***** Material provided *****

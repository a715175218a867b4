use chrono::{DateTime, NaiveDate, Utc};
use serde::{Deserialize, Serialize};
use strum_macros::{AsRefStr, Display, EnumString};
use utoipa::ToSchema;

use crate::{error::AppError, model::parse_column};

#[derive(
    Debug, Copy, Clone, Eq, PartialEq, Default, Serialize, Deserialize, Display, EnumString, AsRefStr, ToSchema,
)]
#[serde(rename_all = "lowercase")]
#[strum(serialize_all = "lowercase")]
pub enum AttendanceStatus {
    #[default]
    Present,
    Absent,
    Late,
    Excused,
}

#[derive(Debug, sqlx::FromRow)]
pub struct AttendanceRow {
    pub id: u64,
    pub user_id: u64,
    pub date: NaiveDate,
    pub status: String,
    pub note: Option<String>,
    pub updated_at: DateTime<Utc>,
}

pub const ATTENDANCE_COLUMNS: &str = "id, user_id, date, status, note, updated_at";

/// One record per user and day.
#[derive(Debug, Serialize, ToSchema)]
pub struct Attendance {
    pub id: u64,
    pub user_id: u64,
    #[schema(value_type = String, example = "2026-01-05")]
    pub date: NaiveDate,
    pub status: AttendanceStatus,
    pub note: Option<String>,
    #[schema(value_type = String)]
    pub updated_at: DateTime<Utc>,
}

impl TryFrom<AttendanceRow> for Attendance {
    type Error = AppError;

    fn try_from(row: AttendanceRow) -> Result<Self, Self::Error> {
        Ok(Self {
            status: parse_column(&row.status, "attendances.status")?,
            id: row.id,
            user_id: row.user_id,
            date: row.date,
            note: row.note,
            updated_at: row.updated_at,
        })
    }
}
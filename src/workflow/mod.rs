//! Time-off approval workflow.
//!
//! Decisions are computed as pure [`Transition`] values from the request, the
//! requester's place in the hierarchy and the acting member. Handlers persist
//! a transition and its notifications in a single transaction.

pub mod member;
pub mod time_off;

pub use member::Member;
pub use time_off::{Decision, Stage, Transition, WorkflowError, cancel, decide};
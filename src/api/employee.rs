use crate::{
    api::{profile::manager_assignment_error, require_admin},
    auth::{
        auth::AuthUser,
        handlers::{is_duplicate_key, release_identity},
    },
    error::{AppError, AppResult, ErrorBody, FieldErrors, MessageBody},
    model::{
        employee::{EMPLOYEE_COLUMNS, Employee, EmployeeRow},
        role::Role,
    },
    utils::{
        IdentityKind,
        db_utils::{SqlValue, bind_values, build_update_sql, execute_update},
    },
};
use actix_web::{HttpResponse, web};
use chrono::NaiveDate;
use serde::{Deserialize, Serialize};
use sqlx::MySqlPool;
use tracing::{debug, info};
use utoipa::{IntoParams, ToSchema};
use validator::Validate;

#[derive(Debug, Deserialize, Validate, ToSchema)]
pub struct CreateEmployee {
    /// Account this employee record is attached to
    #[schema(example = 7)]
    pub user_id: u64,
    #[validate(length(min = 1, max = 20, message = "Employee code must be between 1 and 20 characters"))]
    #[schema(example = "EMP-001")]
    pub employee_code: String,
    #[validate(length(min = 1, max = 50, message = "First name must be between 1 and 50 characters"))]
    #[schema(example = "John")]
    pub first_name: String,
    #[validate(length(min = 1, max = 50, message = "Last name must be between 1 and 50 characters"))]
    #[schema(example = "Doe")]
    pub last_name: String,
    pub department_id: Option<u64>,
    #[validate(length(max = 100, message = "Position must be at most 100 characters"))]
    pub position: Option<String>,
    #[schema(example = "2026-01-01", value_type = Option<String>)]
    pub hire_date: Option<NaiveDate>,
    #[validate(range(min = 0.0, message = "Salary must be zero or greater"))]
    pub salary: Option<f64>,
    /// Employee id of the manager
    pub manager_id: Option<u64>,
    pub role: Role,
}
impl EditContext {
    pub fn new(actor: &Member, target: &Member) -> Self {
        Self {
            actor_is_admin: actor.is_admin(),
            self_edit: actor.user_id == target.user_id,
            target_has_employee: target.employee_id.is_some(),
        }
    }

    pub fn access(&self, field: ProfileField) -> FieldAccess {
        use FieldAccess::*;
        use ProfileField::*;

        if field.is_employee_field() && !self.target_has_employee {
            return Hidden;
        }

        match (field, self.actor_is_admin, self.self_edit) {
            (Username | Email | Bio, true, _) => Editable,
            (Username | Email | Bio, false, true) => Editable,
            (Username | Email | Bio, false, false) => ReadOnly,

            (Password, true, _) | (Password, false, true) => Editable,
            (Password, false, false) => Hidden,

            (IsActive, true, false) => Editable,
            (IsActive, _, _) => ReadOnly,

            (Role, true, false) => Editable,
            (Role, true, true) => ReadOnly,
            (Role, false, _) => Hidden,

            (Salary, true, _) => Editable,
            (Salary, false, true) => ReadOnly,
            (Salary, false, false) => Hidden,

            (EmployeeCode | FirstName | LastName | DepartmentId | Position | HireDate | ManagerId, true, _) => {
                Editable
            }
            (EmployeeCode | FirstName | LastName | DepartmentId | Position | HireDate | ManagerId, false, _) => {
                ReadOnly
            }
        }
    }

    fn denial(&self, field: ProfileField) -> &'static str {
        match field {
            ProfileField::Role if self.self_edit && self.actor_is_admin => "You cannot change your own role.",
            ProfileField::IsActive if self.self_edit => "You cannot deactivate your own account.",
            f if f.is_employee_field() && !self.target_has_employee => "This user has no employee record.",
            _ => "You do not have permission to change this field.",
        }
    }
}

/// Current values of the edited record.
#[derive(Debug, Clone)]
pub struct ProfileSnapshot {
    pub user_id: u64,
    pub username: String,
    pub email: String,
    pub bio: Option<String>,
    pub is_active: bool,
    pub employee: Option<Employee>,
}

*****

#### What you will do:
Work out how many lines of the records contain the word "between". Give that number and nothing more.

#### Result of the exercise:
3